Toujours, elle avait été seule, séparée des autres Agarthes à cause de son sang mêlé. Pour tous les nobles du palais, elle n’était qu’une erreur de la nature, un être indésirable. Plusieurs fois, elle avait tenté de mettre fin à ses jours, en vain. Elle n’en avait jamais trouvé le courage. Pas parce qu’elle avait peur de la mort, mais parce qu’elle avait peur de donner raison à ses détracteurs. Elle refusait de partir sans rien laisser derrière elle, sans que personne ne se souvienne d’elle, sans n’avoir rien accompli. Alors, dès qu’elle eut atteint l’âge de quitter l’Olympe, elle s’était exilée chez les humains, avec son père et avait renoncé au trône. Puis elle l’avait rencontré, ce vagabond au bord de la rivière. Au moment où elle l’avait pris dans ses bras, elle avait compris qu’il était différent. Au début, elle ne voyait en cet étrange individu facile à manipuler qu’un moyen de parvenir à ses fins. Pourtant, au fil des jours, des semaines, des mois, elle avait fini par sincèrement apprécier sa compagnie. Pour la première fois, elle avait fait la connaissance de quelqu’un qui ne la jugeait ni sur son statut particulier, ni sur son sang, ni sur ses ambitions. Chaos était réellement l’émissaire de la destruction. Il était arrivé dans la vie de la jeune femme, et avait anéanti les barrières qu’elle s’était créées pour se protéger du monde extérieur.

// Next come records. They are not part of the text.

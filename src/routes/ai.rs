use axum::{extract::State, Json};

use super::AppState;
use crate::{
    auth::ClientSession,
    error::AppResult,
    models::{RecommendationRequest, TitleRef},
    services::RequestKind,
    views::ai::{ai_view, AiView},
};

/// Asks the model for one title and resolves it on the metadata provider
pub async fn recommend(
    State(state): State<AppState>,
    client: ClientSession,
    Json(request): Json<RecommendationRequest>,
) -> AppResult<Json<AiView>> {
    request.validate()?;

    let ticket = state
        .inflight
        .begin(client.client_id.0, RequestKind::Recommendation);

    let result = async {
        let reply = state.recommender.recommend(&request).await?;

        let details = match &reply.suggestion {
            Some(suggestion) => {
                let title = TitleRef {
                    media_type: suggestion.media_type,
                    tmdb_id: suggestion.tmdb_id,
                };
                match state.metadata.details(title).await {
                    Ok(details) => Some(details),
                    Err(e) => {
                        tracing::warn!(title = %title, error = %e, "Suggested title could not be resolved");
                        None
                    }
                }
            }
            None => None,
        };

        Ok(ai_view(reply, details.as_ref()))
    }
    .await;

    Ok(Json(ticket.finish(result)?))
}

Alors que le corps de Miden se consumait lentement et qu’elle sentait la vie lui échapper, la princesse leva la main vers la surface, comme pour essayer d’attraper cette dernière lueur avant de s’abandonner pleinement à la mort. Elle n’avait qu’un seul regret : celui de ne pas pouvoir voir de ses propres yeux l’accomplissement de son combat. Mais elle savait que Chaos en était capable. Après tout, il était l’être le plus puissant sur cette planète, celui en qui l’univers avait placé ses espoirs, en qui elle avait placé ses espoirs.
— Vis, Chaos. Utilise mon pouvoir pour accomplir tes rêves. Marche là où je n’ai pu aller. Désolée… Désolée de ne pas pouvoir cheminer à tes côtés jusqu’à la fin. Et adieu, familier de la Terre.
Puis la vision de Miden se brouilla. Tous ses sens s’en allèrent. Son esprit s’éteignit. Et son corps disparut dans une traînée d’étoiles dorées, ne laissant derrière elle que son alliance, perdue au milieu de l’océan des larmes de celui qu'elle avait aimé.